Based on the findings, recommendations to improve access to health insurance for migrant children in Thailand are as follows. Firstly, higher priority should be given to increasing access to birth registration for all children born in the country regardless of their parents’ legal statuses. Secondly, there should be increased motivation and education of migrant workers who have accompanying dependent children about child rights and the importance of insurance, especially those with an early child aged 0-5 years. Thirdly, there should be more programs and supports to reduce the language barrier faced by the migrant population in accessing the relevant information and processes to purchase health insurance for their accompanying child(ren).
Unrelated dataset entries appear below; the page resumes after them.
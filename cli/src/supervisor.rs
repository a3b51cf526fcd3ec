//! Process supervisor for the control-plane UIs.
//!
//! Each child is an independent OS process addressed by a stable entry — an
//! internal subcommand of the current executable, or an external program —
//! plus a plain-data config record. No live handles, closures, or bound state
//! cross the spawn boundary; everything a child needs is in its record.
//!
//! Children start in dependency order, each waiting for its readiness port
//! to accept connections before the next starts. Child stdout/stderr is
//! pumped to the supervisor's streams line by line with a `[name]` prefix,
//! unbuffered. A child exit is reported and recorded, never auto-restarted.
//! On SIGINT/SIGTERM every child gets a terminate signal and a grace period,
//! then a kill.

use std::io::{BufRead, BufReader, Read, Write};
use std::process::{Child, Command, Stdio};
use std::time::Duration;

use tracing::{info, warn};

use crate::commands::CliError;

const READY_TIMEOUT: Duration = Duration::from_secs(30);
const READY_POLL: Duration = Duration::from_millis(200);
const WATCH_POLL: Duration = Duration::from_millis(250);
const SHUTDOWN_GRACE: Duration = Duration::from_secs(5);

/// How a child's entry point is addressed.
#[derive(Debug, Clone)]
pub enum ChildCommand {
    /// `current_exe() child <subcommand> --config <json>`.
    Internal {
        subcommand: String,
        config_json: String,
    },
    /// An external program (the optional metrics UI).
    External {
        program: String,
        args: Vec<String>,
    },
}

#[derive(Debug, Clone)]
pub struct ChildSpec {
    pub name: String,
    pub command: ChildCommand,
    /// Readiness: the next child starts once this port accepts connections.
    pub ready_port: Option<u16>,
}

struct Running {
    name: String,
    child: Child,
    exit_code: Option<i32>,
}

pub struct Supervisor {
    children: Vec<ChildSpec>,
}

impl Supervisor {
    pub fn new(children: Vec<ChildSpec>) -> Self {
        Self { children }
    }

    /// Starts every child, then supervises until all exit (Ok) or a signal
    /// arrives (`Interrupted`, after graceful shutdown).
    pub async fn run(self) -> Result<(), CliError> {
        let mut running: Vec<Running> = Vec::new();
        for spec in &self.children {
            match spawn_child(spec) {
                Ok(child) => {
                    info!(child = %spec.name, pid = child.id(), "child started");
                    running.push(Running {
                        name: spec.name.clone(),
                        child,
                        exit_code: None,
                    });
                }
                Err(e) => {
                    // A child that cannot start takes the whole plane down.
                    shutdown(&mut running).await;
                    return Err(CliError::Runtime(format!(
                        "failed to start `{}`: {}",
                        spec.name, e
                    )));
                }
            }
            if let Some(port) = spec.ready_port {
                if !wait_for_port(port).await {
                    warn!(child = %spec.name, port, "child did not become ready in time");
                }
            }
        }

        let result = watch(&mut running).await;
        if matches!(result, Err(CliError::Interrupted)) {
            shutdown(&mut running).await;
        }
        result
    }
}

fn spawn_child(spec: &ChildSpec) -> std::io::Result<Child> {
    let mut command = match &spec.command {
        ChildCommand::Internal {
            subcommand,
            config_json,
        } => {
            let mut c = Command::new(std::env::current_exe()?);
            c.arg("child")
                .arg(subcommand)
                .arg("--config")
                .arg(config_json);
            c
        }
        ChildCommand::External { program, args } => {
            let mut c = Command::new(program);
            c.args(args);
            c
        }
    };
    let mut child = command
        .stdout(Stdio::piped())
        .stderr(Stdio::piped())
        .spawn()?;

    if let Some(stdout) = child.stdout.take() {
        pump(spec.name.clone(), stdout, false);
    }
    if let Some(stderr) = child.stderr.take() {
        pump(spec.name.clone(), stderr, true);
    }
    Ok(child)
}

/// Copies child output to our streams, one `[name]`-prefixed line at a time,
/// flushing per line so interleaved logs stay readable.
fn pump(name: String, reader: impl Read + Send + 'static, to_stderr: bool) {
    std::thread::spawn(move || {
        let reader = BufReader::new(reader);
        for line in reader.lines() {
            let Ok(line) = line else { break };
            if to_stderr {
                let stderr = std::io::stderr();
                let mut out = stderr.lock();
                let _ = writeln!(out, "[{}] {}", name, line);
                let _ = out.flush();
            } else {
                let stdout = std::io::stdout();
                let mut out = stdout.lock();
                let _ = writeln!(out, "[{}] {}", name, line);
                let _ = out.flush();
            }
        }
    });
}

/// Polls until the port accepts a TCP connection or the timeout elapses.
async fn wait_for_port(port: u16) -> bool {
    let deadline = tokio::time::Instant::now() + READY_TIMEOUT;
    while tokio::time::Instant::now() < deadline {
        if tokio::net::TcpStream::connect(("127.0.0.1", port)).await.is_ok() {
            return true;
        }
        tokio::time::sleep(READY_POLL).await;
    }
    false
}

/// Reports exits as they happen; returns Ok once every child is gone, or
/// `Interrupted` on SIGINT/SIGTERM.
async fn watch(running: &mut Vec<Running>) -> Result<(), CliError> {
    #[cfg(unix)]
    let mut sigterm =
        tokio::signal::unix::signal(tokio::signal::unix::SignalKind::terminate())
            .map_err(|e| CliError::Runtime(e.to_string()))?;

    loop {
        let interrupted = {
            #[cfg(unix)]
            {
                tokio::select! {
                    _ = tokio::signal::ctrl_c() => true,
                    _ = sigterm.recv() => true,
                    _ = tokio::time::sleep(WATCH_POLL) => false,
                }
            }
            #[cfg(not(unix))]
            {
                tokio::select! {
                    _ = tokio::signal::ctrl_c() => true,
                    _ = tokio::time::sleep(WATCH_POLL) => false,
                }
            }
        };
        if interrupted {
            return Err(CliError::Interrupted);
        }

        for r in running.iter_mut() {
            if r.exit_code.is_some() {
                continue;
            }
            match r.child.try_wait() {
                Ok(Some(status)) => {
                    let code = status.code().unwrap_or(-1);
                    println!("[{}] exited (code: {})", r.name, code);
                    r.exit_code = Some(code);
                }
                Ok(None) => {}
                Err(e) => warn!(child = %r.name, error = %e, "wait failed"),
            }
        }
        if running.iter().all(|r| r.exit_code.is_some()) {
            return Ok(());
        }
    }
}

fn terminate(child: &Child) {
    #[cfg(unix)]
    {
        // SIGTERM first so children can close listeners and flush.
        unsafe {
            libc::kill(child.id() as libc::pid_t, libc::SIGTERM);
        }
    }
    #[cfg(not(unix))]
    {
        let _ = child;
    }
}

/// Terminate with grace, then kill whatever is left.
async fn shutdown(running: &mut [Running]) {
    for r in running.iter() {
        if r.exit_code.is_none() {
            terminate(&r.child);
        }
    }
    let deadline = tokio::time::Instant::now() + SHUTDOWN_GRACE;
    while tokio::time::Instant::now() < deadline {
        let mut all_done = true;
        for r in running.iter_mut() {
            if r.exit_code.is_none() {
                match r.child.try_wait() {
                    Ok(Some(status)) => {
                        r.exit_code = Some(status.code().unwrap_or(-1));
                        println!("[{}] exited (code: {})", r.name, r.exit_code.unwrap_or(-1));
                    }
                    _ => all_done = false,
                }
            }
        }
        if all_done {
            return;
        }
        tokio::time::sleep(Duration::from_millis(100)).await;
    }
    for r in running.iter_mut() {
        if r.exit_code.is_none() {
            warn!(child = %r.name, "grace period over, killing");
            let _ = r.child.kill();
            let _ = r.child.wait();
        }
    }
}

#[cfg(test)]
mod tests {
    use super::*;

    #[cfg(unix)]
    fn sh(name: &str, script: &str) -> ChildSpec {
        ChildSpec {
            name: name.to_string(),
            command: ChildCommand::External {
                program: "sh".to_string(),
                args: vec!["-c".to_string(), script.to_string()],
            },
            ready_port: None,
        }
    }

    /// All children exiting on their own completes supervision with their
    /// exit codes reported.
    #[cfg(unix)]
    #[tokio::test]
    async fn supervision_ends_when_children_exit() {
        let supervisor = Supervisor::new(vec![
            sh("one", "echo hello-from-one"),
            sh("two", "exit 3"),
        ]);
        supervisor.run().await.unwrap();
    }

    #[tokio::test]
    async fn wait_for_port_sees_a_bound_listener() {
        let listener = tokio::net::TcpListener::bind("127.0.0.1:0").await.unwrap();
        let port = listener.local_addr().unwrap().port();
        // Keep accepting so connect() succeeds.
        tokio::spawn(async move {
            loop {
                let _ = listener.accept().await;
            }
        });
        assert!(wait_for_port(port).await);
    }

    #[cfg(unix)]
    #[tokio::test]
    async fn shutdown_terminates_stubborn_children() {
        let spec = sh("sleeper", "sleep 300");
        let child = spawn_child(&spec).unwrap();
        let mut running = vec![Running {
            name: spec.name.clone(),
            child,
            exit_code: None,
        }];
        shutdown(&mut running).await;
        assert!(running[0].exit_code.is_some());
    }
}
Fourthly, there should be more information dissemination about the health insurance options for migrants with accompanying children through workplace-based interventions.

The protection of human rights including the right to health for all children is in accordance with the principles of the Convention on the Rights of the Child (CRC) which Thailand signed in 1992. In addition to improving health insurance coverage for migrant children, it would be better if there the country implement a policy to provide free basic healthcare including health promotion and disease prevention services to all children, regardless of their nationality and insurance status.